From CPR to CSN. That's been the path this summer of David Crosby, who is known as a laid-back hippie guru but has really been living more like a crazed workaholic in recent months on the road. 

CPR is the band with his son, pianist James Raymond, and guitarist Jeff Pevar, which just finished touring the States and Europe. CSN is his longtime partnership with Stephen Stills and Graham Nash, who will join him for a sold-out Crosby Stills & Nash show at FleetBoston Pavilion tonight. 

''I went home for about 15 to 20 minutes between tours,'' says Crosby, 60, who has made up for lost time since a life-saving liver transplant seven years ago. ''I love doing the gigs, but the travel is hard. All that bad food on the road.''

His frenetic summer has been compounded by the fact that CPR is ''a struggling baby band - we need all the help we can get,'' while CSN is an established powerhouse that reunited with Neil Young last year (look for them to do it again next summer) and is in the Rock and Roll Hall of Fame.

''We have an unfair advantage in CSN,'' Crosby says. ''We can do 20 songs in a row that you know. The other night it was kind of ridiculous. We finished with `Suite: Judy Blue Eyes,' `Wooden Ships,' `Woodstock,' and `Teach Your Children,' right in a row. The crowd loved it.''

Despite the familiarity, though, CSN is not resting on its laurels. The group is performing a new song, ''Dirty Little Secret,'' written by Nash about a 1921 race riot in Tulsa, Okla. ''A lot of people died, but very few people know about it,'' Crosby says.

When Young returns next summer, that will again pump up the CSN&Y legacy. But in talking to Crosby, it's clear that he doesn't want his lesser-known band, CPR, to get lost in the shuffle.
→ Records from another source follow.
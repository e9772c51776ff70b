//! Error types for the monitor.

use std::time::Duration;

use thiserror::Error;

/// Errors that can occur while operating the monitor.
///
/// Stale or duplicate data is not an error; it is dropped and counted in
/// [`MonitorCounters`](crate::monitor::MonitorCounters).
#[derive(Debug, Clone, PartialEq, Eq, Error)]
pub enum MonitorError {
    /// A command was issued while the connection was not `Connected`.
    #[error("not connected to the monitoring service")]
    NotConnected,

    /// The subject id is not in the registry.
    #[error("unknown subject: {0}")]
    UnknownSubject(String),

    /// The alert id is not in the feed.
    #[error("unknown alert: {0}")]
    UnknownAlert(String),

    /// Network or handshake failure.
    #[error("transport error: {0}")]
    Transport(String),

    /// The connection handshake did not complete in time.
    #[error("handshake timed out after {0:?}")]
    HandshakeTimeout(Duration),

    /// A frame could not be encoded or decoded.
    #[error("codec error: {0}")]
    Codec(String),

    /// The roster or alert backlog could not be loaded.
    #[error("roster error: {0}")]
    Roster(String),
}

impl MonitorError {
    /// True for failures of the link itself, as opposed to rejected commands.
    pub fn is_transport(&self) -> bool {
        matches!(
            self,
            MonitorError::Transport(_) | MonitorError::HandshakeTimeout(_)
        )
    }
}

impl From<std::io::Error> for MonitorError {
    fn from(err: std::io::Error) -> Self {
        MonitorError::Transport(err.to_string())
    }
}

impl From<serde_json::Error> for MonitorError {
    fn from(err: serde_json::Error) -> Self {
        MonitorError::Codec(err.to_string())
    }
}

/// Result alias used throughout the crate.
pub type Result<T, E = MonitorError> = std::result::Result<T, E>;

#[cfg(test)]
mod tests {
    use super::*;

    #[test]
    fn test_display() {
        assert_eq!(
            MonitorError::UnknownSubject("s9".to_string()).to_string(),
            "unknown subject: s9"
        );
        assert_eq!(
            MonitorError::NotConnected.to_string(),
            "not connected to the monitoring service"
        );
    }

    #[test]
    fn test_is_transport() {
        assert!(MonitorError::Transport("reset".to_string()).is_transport());
        assert!(MonitorError::HandshakeTimeout(Duration::from_secs(5)).is_transport());
        assert!(!MonitorError::NotConnected.is_transport());
    }

    #[test]
    fn test_from_io_error() {
        let io = std::io::Error::new(std::io::ErrorKind::ConnectionRefused, "refused");
        assert!(matches!(MonitorError::from(io), MonitorError::Transport(_)));
    }
}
It shouldn't, because the latest CPR album, ''Just Like Gravity,'' is filled with rich vocal harmonies and a resonant, almost art-song depth that should land it on a number of Top 10 lists this year, though radio programmers have generally been clueless about it.

''You know a lot of radio stations don't play any of this stuff,'' says Crosby. ''The CD has good music with interesting words and harmonies. That's not always what radio is into anymore,'' he says with a cynical, though understated, edge.

The last two years have been an unusual time for Crosby, who was the much-ballyhooed sperm donor for two children for rocker Melissa Etheridge and film director Julie Cypher. Etheridge, just before playing last week in Lowell, said, ''David Crosby is a god. Tell him that. He'll love that.''

''Well, that's sweet, but she's joking,'' says Crosby. ''But I am enjoying being a distant father to those kids. They are spectacular kids. There's nothing better than children.''

Now all he needs is a break to enjoy life apart from music. ''I need to take some time off and be with my own family. And maybe go diving or flying. I'm a pilot, did I tell you that? And a sailor, too.''

Definitely not your average hippie guru.


This story ran on page C1 of the Boston Globe on 8/22/2001.